The translation of the 92 tablets, discovered in the summer of 2017, was announced last week by the University of Tübingen’s Institute for Ancient Near Eastern Studies where the archeologists, led by Professor Peter Pfälzner, are based. The translation was performed by University of Heidelberg philologist Dr. Betina Faist, one of the world’s few experts in cuneiform, who worked both with some of the small, crumbling tablets and with detailed photographs of those too fragile to be handled. The translations give a clear location of the lost city and change some previously-held assumptions. (Photos of the excavation and tablets here.)
Some information about Mardaman had been gleaned previously from other sources. It appears to have started between 2800 BCE and 2650 BCE and its history of destruction and rebuilding began around 2250 BC when it was destroyed by the Akkadian Empire led by Naram-Sin. Later Babylonian sources mention Mardaman being rebuilt, only to be destroyed again in 1786 BCE by Shamshi-Adad I and integrated into the Upper Mesopotamian empire. It became an independent kingdom for a time, but was then destroyed by the Turukkaeans from the Zagros Mountains. Most historians defined this as the end of Mardaman and the beginning of its designation as a lost city.

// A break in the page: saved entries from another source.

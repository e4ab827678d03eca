//! Test utilities shared by unit and integration tests.
//!
//! Compiled for `cfg(test)` and when the `test-support` feature is enabled.

use std::sync::Mutex;
use std::sync::atomic::{AtomicBool, Ordering};

use async_trait::async_trait;

use crate::domain::ports::{UserDirectoryRepository, UserDirectoryRepositoryError};
use crate::domain::{EmailAddress, LookupCredentials, PhoneNumber, UserRecord};

/// In-memory user directory enforcing the same uniqueness rules as the
/// `users` table's unique indexes.
///
/// # Examples
/// ```
/// use std::sync::Arc;
/// use mockable::DefaultClock;
/// use tidewatch::domain::UserDirectoryService;
/// use tidewatch::test_support::InMemoryUserDirectoryRepository;
///
/// let repository = Arc::new(InMemoryUserDirectoryRepository::new());
/// let service = UserDirectoryService::new(repository.clone(), Arc::new(DefaultClock));
/// assert!(repository.is_empty());
/// # drop(service);
/// ```
#[derive(Debug, Default)]
pub struct InMemoryUserDirectoryRepository {
    records: Mutex<Vec<UserRecord>>,
    blind_precheck: AtomicBool,
    unavailable: AtomicBool,
}

impl InMemoryUserDirectoryRepository {
    pub fn new() -> Self {
        Self::default()
    }

    /// Make `find_by_email_or_phone` report no match, as when a concurrent
    /// registration commits between the pre-check and the insert.
    pub fn with_blind_precheck(self) -> Self {
        self.blind_precheck.store(true, Ordering::Release);
        self
    }

    /// Fail every operation with a connection error while `unavailable`.
    pub fn set_unavailable(&self, unavailable: bool) {
        self.unavailable.store(unavailable, Ordering::Release);
    }

    pub fn len(&self) -> usize {
        self.records.lock().expect("records lock").len()
    }

    pub fn is_empty(&self) -> bool {
        self.len() == 0
    }

    fn with_records<T>(
        &self,
        f: impl FnOnce(&mut Vec<UserRecord>) -> Result<T, UserDirectoryRepositoryError>,
    ) -> Result<T, UserDirectoryRepositoryError> {
        if self.unavailable.load(Ordering::Acquire) {
            return Err(UserDirectoryRepositoryError::connection(
                "in-memory directory unavailable",
            ));
        }
        let mut records = self
            .records
            .lock()
            .map_err(|_| UserDirectoryRepositoryError::query("in-memory directory poisoned"))?;
        f(&mut records)
    }
}

#[async_trait]
impl UserDirectoryRepository for InMemoryUserDirectoryRepository {
    async fn find_by_email_or_phone(
        &self,
        email: &EmailAddress,
        phone_number: &PhoneNumber,
    ) -> Result<Option<UserRecord>, UserDirectoryRepositoryError> {
        let blind = self.blind_precheck.load(Ordering::Acquire);
        self.with_records(|records| {
            if blind {
                return Ok(None);
            }
            Ok(records
                .iter()
                .find(|r| r.email() == email || r.phone_number() == phone_number)
                .cloned())
        })
    }

    async fn insert(&self, record: &UserRecord) -> Result<(), UserDirectoryRepositoryError> {
        self.with_records(|records| {
            if records.iter().any(|r| r.email() == record.email()) {
                return Err(UserDirectoryRepositoryError::duplicate_key("users_email_key"));
            }
            if records
                .iter()
                .any(|r| r.phone_number() == record.phone_number())
            {
                return Err(UserDirectoryRepositoryError::duplicate_key(
                    "users_phone_number_key",
                ));
            }
            records.push(record.clone());
            Ok(())
        })
    }

    async fn find_by_credentials(
        &self,
        credentials: &LookupCredentials,
    ) -> Result<Option<UserRecord>, UserDirectoryRepositoryError> {
        self.with_records(|records| {
            Ok(records
                .iter()
                .find(|r| {
                    r.email() == credentials.email()
                        && r.phone_number() == credentials.phone_number()
                })
                .cloned())
        })
    }
}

The cuneiform tablets have changed that. They show Mardaman continuing to exist as a Middle Assyrian trade powerhouse until around 1200 BCE, which was about the time they were written. In fact, it appears the tablets were stored in pottery in the governor’s palace of Assur-nasir and were preserved under its post-destruction rubble … perhaps intentionally, says Pfälzner.
“[They] may have been hidden this way shortly after the surrounding building had been destroyed. Perhaps the information [the tablets contain] was meant to be protected and preserved for posterity."
Why were they preserved? Cuneiform is the oldest documented language and, because it seems to have simply appeared rather than evolved, it has often been linked to ancient aliens. Without it, we would not have the literary works of Mesopotamia such as Epic of Gilgamesh and would not know that other documents besides the Bible contained stories of a Garden of Eden, a great flood and biblical figures such as Job.
Why did the last residents of the lost city of Mardaman hide these tablets in hopes that future generations or civilizations would find them?